» Your task: Give back all the records exactly, keeping every line whole.

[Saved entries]
use serde::{Deserialize, Serialize};
use thiserror::Error;

use crate::domain::chips::Chips;

/// Размер стандартной колоды.
pub const DECK_SIZE: usize = 52;

/// Сколько карманных карт получает каждый игрок.
pub const HOLE_CARDS: usize = 2;

/// Ошибки конфигурации игры.
#[derive(Debug, Error)]
pub enum ConfigError {
    #[error("Лимит общих карт должен быть больше нуля")]
    ZeroCommunityCap,

    #[error("Лимит общих карт {0} больше пяти")]
    CommunityCapTooLarge(usize),

    #[error("За улицу должна открываться хотя бы одна карта")]
    ZeroReveal,

    #[error("Минимальная ставка не может быть отрицательной: {0}")]
    NegativeMinBet(Chips),

    #[error("Нужно хотя бы два игрока, передано {0}")]
    NotEnoughPlayers(usize),

    #[error("Колоды не хватит на {players} игроков и {community} общих карт")]
    TooManyPlayers { players: usize, community: usize },

    #[error("Некорректный JSON конфигурации: {0}")]
    Json(#[from] serde_json::Error),
}

/// Параметры игры: анте и формат открытия общих карт.
#[derive(Clone, Debug, Serialize, Deserialize, PartialEq, Eq)]
#[serde(default)]
pub struct GameConfig {
    /// Минимальная ставка, она же анте на старте раунда.
    pub min_bet: Chips,
    /// Максимум общих карт на столе (5 для полного холдема).
    pub community_cap: usize,
    /// Сколько карт открывает каждый `end_street`.
    pub reveal_per_street: usize,
}

impl Default for GameConfig {
    fn default() -> Self {
        Self {
            min_bet: Chips(10),
            community_cap: 5,
            reveal_per_street: 1,
        }
    }
}

impl GameConfig {
    pub fn new(min_bet: Chips, community_cap: usize, reveal_per_street: usize) -> Self {
        Self {
            min_bet,
            community_cap,
            reveal_per_street,
        }
    }

    /// Загрузить конфиг из JSON. Отсутствующие поля берутся из `Default`.
    pub fn from_json_str(s: &str) -> Result<Self, ConfigError> {
        Ok(serde_json::from_str(s)?)
    }

    /// Проверка конфига для заданного числа игроков.
    pub fn validate(&self, players: usize) -> Result<(), ConfigError> {
        if self.community_cap == 0 {
            return Err(ConfigError::ZeroCommunityCap);
        }
        if self.community_cap > 5 {
            return Err(ConfigError::CommunityCapTooLarge(self.community_cap));
        }
        if self.reveal_per_street == 0 {
            return Err(ConfigError::ZeroReveal);
        }
        if self.min_bet.is_negative() {
            return Err(ConfigError::NegativeMinBet(self.min_bet));
        }
        if players < 2 {
            return Err(ConfigError::NotEnoughPlayers(players));
        }
        if players * HOLE_CARDS + self.community_cap > DECK_SIZE {
            return Err(ConfigError::TooManyPlayers {
                players,
                community: self.community_cap,
            });
        }
        Ok(())
    }

    /// Сколько `end_street` нужно, чтобы открыть все общие карты.
    pub fn streets_to_showdown(&self) -> usize {
        if self.reveal_per_street == 0 {
            return 0;
        }
        self.community_cap.div_ceil(self.reveal_per_street)
    }
}
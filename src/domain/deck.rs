use serde::{Deserialize, Serialize};
use thiserror::Error;

use crate::domain::card::{Card, Rank, Suit};

/// Ошибки колоды.
#[derive(Clone, Debug, Error, PartialEq, Eq)]
pub enum DeckError {
    #[error("В колоде осталось {remaining} карт, запрошено {requested}")]
    Exhausted { requested: usize, remaining: usize },
}

/// Колода карт. В домене это просто упорядоченный список карт.
/// Перемешивание делает источник карт (через RNG из infra), НЕ здесь.
///
/// Верх колоды: конец вектора.
#[derive(Clone, Debug, Serialize, Deserialize, PartialEq, Eq)]
pub struct Deck {
    pub cards: Vec<Card>,
}

impl Deck {
    /// Стандартная 52-карточная колода в порядке:
    /// Clubs 2..A, Diamonds 2..A, Hearts 2..A, Spades 2..A.
    pub fn standard_52() -> Self {
        let mut cards = Vec::with_capacity(52);
        for suit in Suit::ALL {
            for rank in Rank::ALL {
                cards.push(Card::new(rank, suit));
            }
        }
        Deck { cards }
    }

    /// Колода с заранее известным порядком: первой будет выдана `cards[0]`.
    /// Нужна для тестов и реплеев.
    pub fn stacked(mut cards: Vec<Card>) -> Self {
        cards.reverse();
        Deck { cards }
    }

    pub fn len(&self) -> usize {
        self.cards.len()
    }

    pub fn is_empty(&self) -> bool {
        self.cards.is_empty()
    }

    /// Взять одну карту сверху колоды.
    pub fn draw_one(&mut self) -> Option<Card> {
        self.cards.pop()
    }

    /// Взять ровно n карт сверху. Если карт не хватает, колода не меняется.
    pub fn draw_n(&mut self, n: usize) -> Result<Vec<Card>, DeckError> {
        if self.cards.len() < n {
            return Err(DeckError::Exhausted {
                requested: n,
                remaining: self.cards.len(),
            });
        }
        let split = self.cards.len() - n;
        let mut taken = self.cards.split_off(split);
        taken.reverse();
        Ok(taken)
    }
}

» Output of the task:
use serde::{Deserialize, Serialize};
use thiserror::Error;

use crate::domain::chips::Chips;

/// Размер стандартной колоды.
pub const DECK_SIZE: usize = 52;

/// Сколько карманных карт получает каждый игрок.
pub const HOLE_CARDS: usize = 2;

/// Ошибки конфигурации игры.
#[derive(Debug, Error)]
pub enum ConfigError {
    #[error("Лимит общих карт должен быть больше нуля")]
    ZeroCommunityCap,

    #[error("Лимит общих карт {0} больше пяти")]
    CommunityCapTooLarge(usize),

    #[error("За улицу должна открываться хотя бы одна карта")]
    ZeroReveal,

    #[error("Минимальная ставка не может быть отрицательной: {0}")]
    NegativeMinBet(Chips),

    #[error("Нужно хотя бы два игрока, передано {0}")]
    NotEnoughPlayers(usize),

    #[error("Колоды не хватит на {players} игроков и {community} общих карт")]
    TooManyPlayers { players: usize, community: usize },

    #[error("Некорректный JSON конфигурации: {0}")]
    Json(#[from] serde_json::Error),
}

/// Параметры игры: анте и формат открытия общих карт.
#[derive(Clone, Debug, Serialize, Deserialize, PartialEq, Eq)]
#[serde(default)]
pub struct GameConfig {
    /// Минимальная ставка, она же анте на старте раунда.
    pub min_bet: Chips,
    /// Максимум общих карт на столе (5 для полного холдема).
    pub community_cap: usize,
    /// Сколько карт открывает каждый `end_street`.
    pub reveal_per_street: usize,
}

impl Default for GameConfig {
    fn default() -> Self {
        Self {
            min_bet: Chips(10),
            community_cap: 5,
            reveal_per_street: 1,
        }
    }
}

impl GameConfig {
    pub fn new(min_bet: Chips, community_cap: usize, reveal_per_street: usize) -> Self {
        Self {
            min_bet,
            community_cap,
            reveal_per_street,
        }
    }

    /// Загрузить конфиг из JSON. Отсутствующие поля берутся из `Default`.
    pub fn from_json_str(s: &str) -> Result<Self, ConfigError> {
        Ok(serde_json::from_str(s)?)
    }

    /// Проверка конфига для заданного числа игроков.
    pub fn validate(&self, players: usize) -> Result<(), ConfigError> {
        if self.community_cap == 0 {
            return Err(ConfigError::ZeroCommunityCap);
        }
        if self.community_cap > 5 {
            return Err(ConfigError::CommunityCapTooLarge(self.community_cap));
        }
        if self.reveal_per_street == 0 {
            return Err(ConfigError::ZeroReveal);
        }
        if self.min_bet.is_negative() {
            return Err(ConfigError::NegativeMinBet(self.min_bet));
        }
        if players < 2 {
            return Err(ConfigError::NotEnoughPlayers(players));
        }
        if players * HOLE_CARDS + self.community_cap > DECK_SIZE {
            return Err(ConfigError::TooManyPlayers {
                players,
                community: self.community_cap,
            });
        }
        Ok(())
    }

    /// Сколько `end_street` нужно, чтобы открыть все общие карты.
    pub fn streets_to_showdown(&self) -> usize {
        if self.reveal_per_street == 0 {
            return 0;
        }
        self.community_cap.div_ceil(self.reveal_per_street)
    }
}
filename src/domain/deck.rs
use serde::{Deserialize, Serialize};
use thiserror::Error;

use crate::domain::card::{Card, Rank, Suit};

/// Ошибки колоды.
#[derive(Clone, Debug, Error, PartialEq, Eq)]
pub enum DeckError {
    #[error("В колоде осталось {remaining} карт, запрошено {requested}")]
    Exhausted { requested: usize, remaining: usize },
}

/// Колода карт. В домене это просто упорядоченный список карт.
/// Перемешивание делает источник карт (через RNG из infra), НЕ здесь.
///
/// Верх колоды: конец вектора.
#[derive(Clone, Debug, Serialize, Deserialize, PartialEq, Eq)]
pub struct Deck {
    pub cards: Vec<Card>,
}

impl Deck {
    /// Стандартная 52-карточная колода в порядке:
    /// Clubs 2..A, Diamonds 2..A, Hearts 2..A, Spades 2..A.
    pub fn standard_52() -> Self {
        let mut cards = Vec::with_capacity(52);
        for suit in Suit::ALL {
            for rank in Rank::ALL {
                cards.push(Card::new(rank, suit));
            }
        }
        Deck { cards }
    }

    /// Колода с заранее известным порядком: первой будет выдана `cards[0]`.
    /// Нужна для тестов и реплеев.
    pub fn stacked(mut cards: Vec<Card>) -> Self {
        cards.reverse();
        Deck { cards }
    }

    pub fn len(&self) -> usize {
        self.cards.len()
    }

    pub fn is_empty(&self) -> bool {
        self.cards.is_empty()
    }

    /// Взять одну карту сверху колоды.
    pub fn draw_one(&mut self) -> Option<Card> {
        self.cards.pop()
    }

    /// Взять ровно n карт сверху. Если карт не хватает, колода не меняется.
    pub fn draw_n(&mut self, n: usize) -> Result<Vec<Card>, DeckError> {
        if self.cards.len() < n {
            return Err(DeckError::Exhausted {
                requested: n,
                remaining: self.cards.len(),
            });
        }
        let split = self.cards.len() - n;
        let mut taken = self.cards.split_off(split);
        taken.reverse();
        Ok(taken)
    }
}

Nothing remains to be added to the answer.